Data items
[Start of Attachment]
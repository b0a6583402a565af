//! Canonical file layout of one pipeline run directory.

use std::fs;
use std::path::PathBuf;

use anyhow::{Context, Result};
use regex::Regex;

use crate::core::types::Stage;

pub const CONFIG_FILE: &str = "incubator.toml";

/// Every file a run reads or writes, relative to the run directory.
#[derive(Debug, Clone, PartialEq, Eq)]
pub struct RunPaths {
    pub run_dir: PathBuf,
    pub checkpoint_path: PathBuf,
    pub events_path: PathBuf,
    pub config_snapshot_path: PathBuf,
    pub ideas_path: PathBuf,
    pub feedback_path: PathBuf,
    pub selections_path: PathBuf,
    pub final_plans_path: PathBuf,
    pub all_reviews_path: PathBuf,
    pub pitches_path: PathBuf,
    pub decisions_path: PathBuf,
    pub failure_ledger_path: PathBuf,
    pub report_path: PathBuf,
}

impl RunPaths {
    pub fn new(run_dir: impl Into<PathBuf>) -> Self {
        let run_dir = run_dir.into();
        Self {
            checkpoint_path: run_dir.join("checkpoint.json"),
            events_path: run_dir.join("events.jsonl"),
            config_snapshot_path: run_dir.join(CONFIG_FILE),
            ideas_path: run_dir.join("stage1_ideas.jsonl"),
            feedback_path: run_dir.join("stage1_feedback.jsonl"),
            selections_path: run_dir.join("stage1_selections.jsonl"),
            final_plans_path: run_dir.join("stage2_final_plans.jsonl"),
            all_reviews_path: run_dir.join("stage2_all_reviews.jsonl"),
            pitches_path: run_dir.join("stage3_pitches.jsonl"),
            decisions_path: run_dir.join("stage3_decisions.jsonl"),
            failure_ledger_path: run_dir.join("failure_ledger.jsonl"),
            report_path: run_dir.join("portfolio_report.csv"),
            run_dir,
        }
    }

    /// Per-stage failure ledger, rewritten whenever the stage finishes.
    pub fn failures_path(&self, stage: Stage) -> PathBuf {
        self.run_dir.join(format!("{stage}_failures.jsonl"))
    }

    pub fn plan_version_path(&self, participant: &str, version: u32) -> PathBuf {
        self.run_dir
            .join(format!("stage2_{participant}_plan_v{version}.jsonl"))
    }

    pub fn review_round_path(&self, participant: &str, round: u32) -> PathBuf {
        self.run_dir
            .join(format!("stage2_{participant}_reviews_r{round}.jsonl"))
    }

    /// Highest plan version on disk for `participant`, compared numerically.
    pub fn latest_plan_version(&self, participant: &str) -> Result<Option<u32>> {
        let versions = self.numbered_files(&format!("stage2_{}_plan_v", regex::escape(participant)))?;
        Ok(versions.last().map(|(version, _)| *version))
    }

    /// Review round files for `participant`, in round order.
    pub fn review_round_paths(&self, participant: &str) -> Result<Vec<PathBuf>> {
        let rounds = self.numbered_files(&format!("stage2_{}_reviews_r", regex::escape(participant)))?;
        Ok(rounds.into_iter().map(|(_, path)| path).collect())
    }

    /// Every stage-2 plan and review file of `participant`.
    pub fn participant_files(&self, participant: &str) -> Result<Vec<PathBuf>> {
        let escaped = regex::escape(participant);
        let mut files: Vec<PathBuf> = self
            .numbered_files(&format!("stage2_{escaped}_plan_v"))?
            .into_iter()
            .map(|(_, path)| path)
            .collect();
        files.extend(self.review_round_paths(participant)?);
        Ok(files)
    }

    fn numbered_files(&self, escaped_prefix: &str) -> Result<Vec<(u32, PathBuf)>> {
        if !self.run_dir.exists() {
            return Ok(Vec::new());
        }
        let pattern = Regex::new(&format!(r"^{escaped_prefix}(\d+)\.jsonl$"))
            .context("build numbered file pattern")?;
        let entries = fs::read_dir(&self.run_dir)
            .with_context(|| format!("read run directory {}", self.run_dir.display()))?;
        let mut found = Vec::new();
        for entry in entries {
            let entry = entry.with_context(|| format!("list {}", self.run_dir.display()))?;
            let name = entry.file_name();
            let Some(name) = name.to_str() else {
                continue;
            };
            let Some(number) = pattern
                .captures(name)
                .and_then(|caps| caps.get(1))
                .and_then(|m| m.as_str().parse::<u32>().ok())
            else {
                continue;
            };
            found.push((number, entry.path()));
        }
        found.sort_by_key(|(number, _)| *number);
        Ok(found)
    }
}
//! Pipeline event stream.
//!
//! Events are product output (`events.jsonl` in the run directory), separate
//! from `tracing` diagnostics. Sinks are shared across worker threads.

use std::fs::{File, OpenOptions};
use std::io::Write;
use std::path::{Path, PathBuf};
use std::sync::{Arc, Mutex};

use anyhow::{Context, Result};
use serde::{Deserialize, Serialize};
use serde_json::Value;
use tracing::warn;

use crate::core::types::{ParticipantId, Stage};

#[derive(Debug, Clone, Copy, PartialEq, Eq, Serialize, Deserialize)]
#[serde(rename_all = "snake_case")]
pub enum EventType {
    PipelineStart,
    PipelineComplete,
    /// The pipeline halted (configuration error, every participant failed).
    PipelineError,
    StageStart,
    StageComplete,
    /// One model call or participant finished.
    StepComplete,
    /// A single participant failed; the stage continues.
    ParticipantError,
}

#[derive(Debug, Clone, PartialEq, Serialize, Deserialize)]
pub struct PipelineEvent {
    pub event_type: EventType,
    #[serde(default, skip_serializing_if = "Option::is_none")]
    pub stage: Option<Stage>,
    #[serde(default, skip_serializing_if = "Option::is_none")]
    pub participant: Option<ParticipantId>,
    pub message: String,
    #[serde(default, skip_serializing_if = "Value::is_null")]
    pub data: Value,
    pub timestamp: String,
}

impl PipelineEvent {
    pub fn new(event_type: EventType, message: impl Into<String>) -> Self {
        Self {
            event_type,
            stage: None,
            participant: None,
            message: message.into(),
            data: Value::Null,
            timestamp: chrono::Utc::now().to_rfc3339(),
        }
    }

    pub fn with_stage(mut self, stage: Stage) -> Self {
        self.stage = Some(stage);
        self
    }

    pub fn with_participant(mut self, participant: impl Into<ParticipantId>) -> Self {
        self.participant = Some(participant.into());
        self
    }

    pub fn with_data(mut self, data: Value) -> Self {
        self.data = data;
        self
    }
}

/// Receiver of pipeline events. Emission never fails the pipeline.
pub trait EventSink: Send + Sync {
    fn emit(&self, event: &PipelineEvent);
}

/// Discards every event.
#[derive(Debug, Default, Clone, Copy)]
pub struct NoopSink;

impl EventSink for NoopSink {
    fn emit(&self, _event: &PipelineEvent) {}
}

/// Appends events as JSON lines to a file.
#[derive(Debug)]
pub struct JsonlEventSink {
    path: PathBuf,
    file: Mutex<File>,
}

impl JsonlEventSink {
    pub fn open(path: &Path) -> Result<Self> {
        let file = OpenOptions::new()
            .create(true)
            .append(true)
            .open(path)
            .with_context(|| format!("open event log {}", path.display()))?;
        Ok(Self {
            path: path.to_path_buf(),
            file: Mutex::new(file),
        })
    }
}

impl EventSink for JsonlEventSink {
    fn emit(&self, event: &PipelineEvent) {
        let line = match serde_json::to_string(event) {
            Ok(line) => line,
            Err(err) => {
                warn!(err = %err, "failed to serialize event");
                return;
            }
        };
        let Ok(mut file) = self.file.lock() else {
            warn!(path = %self.path.display(), "event log lock poisoned");
            return;
        };
        if let Err(err) = writeln!(file, "{line}") {
            warn!(path = %self.path.display(), err = %err, "failed to append event");
        }
    }
}

/// Forwards each event to several sinks in order.
#[derive(Default, Clone)]
pub struct FanoutSink {
    sinks: Vec<Arc<dyn EventSink>>,
}

impl FanoutSink {
    pub fn new(sinks: Vec<Arc<dyn EventSink>>) -> Self {
        Self { sinks }
    }
}

impl EventSink for FanoutSink {
    fn emit(&self, event: &PipelineEvent) {
        for sink in &self.sinks {
            sink.emit(event);
        }
    }
}
//! Portfolio report and failure ledger written at the end of a run.

use std::collections::BTreeMap;
use std::fmt::Write as _;

use anyhow::Result;
use serde_json::Value;
use tracing::info;

use crate::core::types::{FailureRecord, ParticipantId};
use crate::io::fsutil::write_atomic;
use crate::io::jsonl::write_jsonl_durable;
use crate::io::run_paths::RunPaths;
use crate::pipeline::FounderOutcome;

const HEADER: &str = "rank,participant,idea_id,invest,pass,avg_conviction,status,reason";

/// How a report row came about.
#[derive(Debug, Clone, Copy, PartialEq, Eq)]
pub enum EntryStatus {
    /// Founder pitched and was evaluated.
    Pitched,
    /// Founder dropped out before producing a pitch.
    Excluded,
    /// Non-founder participant (an investor evaluation) that failed.
    Failed,
}

impl EntryStatus {
    pub fn as_str(self) -> &'static str {
        match self {
            EntryStatus::Pitched => "pitched",
            EntryStatus::Excluded => "excluded",
            EntryStatus::Failed => "failed",
        }
    }
}

/// One line in the portfolio report.
#[derive(Debug, Clone, PartialEq)]
pub struct PortfolioEntry {
    /// Set only for pitched founders.
    pub rank: Option<usize>,
    /// Founder name, or `investor@founder` for failed evaluations.
    pub participant: ParticipantId,
    pub status: EntryStatus,
    pub idea_id: Option<String>,
    pub invest: usize,
    pub pass: usize,
    pub average_conviction: Option<f64>,
    /// Failure reason from the ledger, `"<stage>: <reason>"`.
    pub reason: Option<String>,
}

impl PortfolioEntry {
    fn unranked(participant: &str, status: EntryStatus, reason: String) -> Self {
        Self {
            rank: None,
            participant: participant.to_string(),
            status,
            idea_id: None,
            invest: 0,
            pass: 0,
            average_conviction: None,
            reason: Some(reason),
        }
    }
}

/// Rank founders by investor count, then average conviction.
///
/// Founders without a stage-3 outcome follow the ranking with the first
/// failure recorded for them. Every other participant in the ledger gets a
/// `failed` row of its own, so no failure is missing from the report.
pub fn build_portfolio(
    founders: &[ParticipantId],
    results: &BTreeMap<ParticipantId, FounderOutcome>,
    ledger: &[FailureRecord],
) -> Vec<PortfolioEntry> {
    let mut ranked: Vec<PortfolioEntry> = results
        .iter()
        .map(|(founder, outcome)| {
            let invest = outcome.invest_count();
            PortfolioEntry {
                rank: None,
                participant: founder.clone(),
                status: EntryStatus::Pitched,
                idea_id: outcome
                    .pitch
                    .get("idea_id")
                    .and_then(Value::as_str)
                    .map(str::to_string),
                invest,
                pass: outcome.decisions.len() - invest,
                average_conviction: outcome.average_conviction(),
                reason: None,
            }
        })
        .collect();
    ranked.sort_by(|a, b| {
        b.invest
            .cmp(&a.invest)
            .then_with(|| {
                b.average_conviction
                    .unwrap_or(0.0)
                    .total_cmp(&a.average_conviction.unwrap_or(0.0))
            })
            .then_with(|| a.participant.cmp(&b.participant))
    });
    for (index, entry) in ranked.iter_mut().enumerate() {
        entry.rank = Some(index + 1);
    }

    for founder in founders.iter().filter(|f| !results.contains_key(*f)) {
        let reason = ledger
            .iter()
            .find(|failure| &failure.participant == founder)
            .map_or_else(|| "no result recorded".to_string(), describe);
        ranked.push(PortfolioEntry::unranked(founder, EntryStatus::Excluded, reason));
    }

    for failure in ledger.iter().filter(|f| !founders.contains(&f.participant)) {
        ranked.push(PortfolioEntry::unranked(
            &failure.participant,
            EntryStatus::Failed,
            describe(failure),
        ));
    }
    ranked
}

pub fn render_csv(entries: &[PortfolioEntry]) -> String {
    let mut out = String::from(HEADER);
    out.push('\n');
    for entry in entries {
        let rank = entry.rank.map(|r| r.to_string()).unwrap_or_default();
        let conviction = entry
            .average_conviction
            .map(|c| format!("{c:.2}"))
            .unwrap_or_default();
        let _ = writeln!(
            out,
            "{rank},{},{},{},{},{conviction},{},{}",
            csv_field(&entry.participant),
            csv_field(entry.idea_id.as_deref().unwrap_or("")),
            entry.invest,
            entry.pass,
            entry.status.as_str(),
            csv_field(entry.reason.as_deref().unwrap_or("")),
        );
    }
    out
}

fn describe(failure: &FailureRecord) -> String {
    format!("{}: {}", failure.stage, failure.reason)
}

/// Write `portfolio_report.csv` and `failure_ledger.jsonl`.
pub fn write_report(
    paths: &RunPaths,
    founders: &[ParticipantId],
    results: &BTreeMap<ParticipantId, FounderOutcome>,
    ledger: &[FailureRecord],
) -> Result<Vec<PortfolioEntry>> {
    let entries = build_portfolio(founders, results, ledger);
    write_atomic(&paths.report_path, render_csv(&entries).as_bytes())?;
    write_jsonl_durable(&paths.failure_ledger_path, ledger)?;
    info!(
        report = %paths.report_path.display(),
        ranked = results.len(),
        unranked = entries.len() - results.len(),
        "wrote portfolio report"
    );
    Ok(entries)
}

fn csv_field(value: &str) -> String {
    if value.contains([',', '"', '\n', '\r']) {
        format!("\"{}\"", value.replace('"', "\"\""))
    } else {
        value.to_string()
    }
}

#[cfg(test)]
mod tests {
    use super::*;
    use crate::core::types::Stage;
    use serde_json::json;

    fn outcome(idea: &str, decisions: &[(&str, &str, i64)]) -> FounderOutcome {
        FounderOutcome {
            pitch: json!({"idea_id": idea}),
            decisions: decisions
                .iter()
                .map(|(investor, decision, score)| {
                    (
                        investor.to_string(),
                        json!({"decision": decision, "conviction_score": score}),
                    )
                })
                .collect(),
        }
    }

    fn failure(participant: &str, stage: Stage, reason: &str) -> FailureRecord {
        FailureRecord {
            participant: participant.to_string(),
            stage,
            reason: reason.to_string(),
            timestamp: "2026-01-01T00:00:00Z".to_string(),
        }
    }

    #[test]
    fn ranks_by_invest_count_then_conviction() {
        let results = BTreeMap::from([
            ("a".to_string(), outcome("a-1", &[("b", "invest", 6), ("c", "pass", 2)])),
            ("b".to_string(), outcome("b-1", &[("a", "invest", 9), ("c", "pass", 5)])),
            ("c".to_string(), outcome("c-1", &[("a", "invest", 7), ("b", "invest", 7)])),
        ]);
        let founders: Vec<String> = ["a", "b", "c"].map(String::from).to_vec();
        let entries = build_portfolio(&founders, &results, &[]);
        let order: Vec<&str> = entries.iter().map(|e| e.participant.as_str()).collect();
        assert_eq!(order, vec!["c", "b", "a"]);
        assert_eq!(entries[0].rank, Some(1));
        assert_eq!(entries[2].pass, 1);
    }

    #[test]
    fn excluded_founders_carry_their_failure_reason() {
        let results = BTreeMap::from([("a".to_string(), outcome("a-1", &[("b", "invest", 7)]))]);
        let ledger = vec![failure("b", Stage::Stage2, "timed out, twice")];
        let founders = vec!["a".to_string(), "b".to_string()];
        let entries = build_portfolio(&founders, &results, &ledger);
        assert_eq!(entries[1].status, EntryStatus::Excluded);
        assert_eq!(entries[1].reason.as_deref(), Some("stage2: timed out, twice"));

        let csv = render_csv(&entries);
        let lines: Vec<&str> = csv.lines().collect();
        assert_eq!(lines[0], HEADER);
        assert_eq!(lines[1], "1,a,a-1,1,0,7.00,pitched,");
        assert_eq!(lines[2], ",b,,0,0,,excluded,\"stage2: timed out, twice\"");
    }

    #[test]
    fn failed_evaluations_get_their_own_rows() {
        let results = BTreeMap::from([
            ("a".to_string(), outcome("a-1", &[("c", "invest", 7)])),
            ("b".to_string(), outcome("b-1", &[("c", "pass", 4)])),
        ]);
        let ledger = vec![
            failure("c@a", Stage::Stage3, "provider timeout"),
            failure("c@b", Stage::Stage3, "provider timeout"),
        ];
        let founders = vec!["a".to_string(), "b".to_string(), "c".to_string()];
        let entries = build_portfolio(&founders, &results, &ledger);

        let failed: Vec<&str> = entries
            .iter()
            .filter(|e| e.status == EntryStatus::Failed)
            .map(|e| e.participant.as_str())
            .collect();
        assert_eq!(failed, vec!["c@a", "c@b"]);
        let csv = render_csv(&entries);
        assert!(csv.contains(",c@a,,0,0,,failed,stage3: provider timeout"));
        // c pitched nothing and has no ledger entry of its own.
        assert!(csv.contains(",c,,0,0,,excluded,no result recorded"));
    }
}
[End of Attachment]
Assignment:
Show a copy of each line from the records above in which the string "FailureRecord" occurs.

Completed task:
use crate::core::types::{FailureRecord, ParticipantId};
    ledger: &[FailureRecord],
fn describe(failure: &FailureRecord) -> String {
    ledger: &[FailureRecord],
    fn failure(participant: &str, stage: Stage, reason: &str) -> FailureRecord {
        FailureRecord {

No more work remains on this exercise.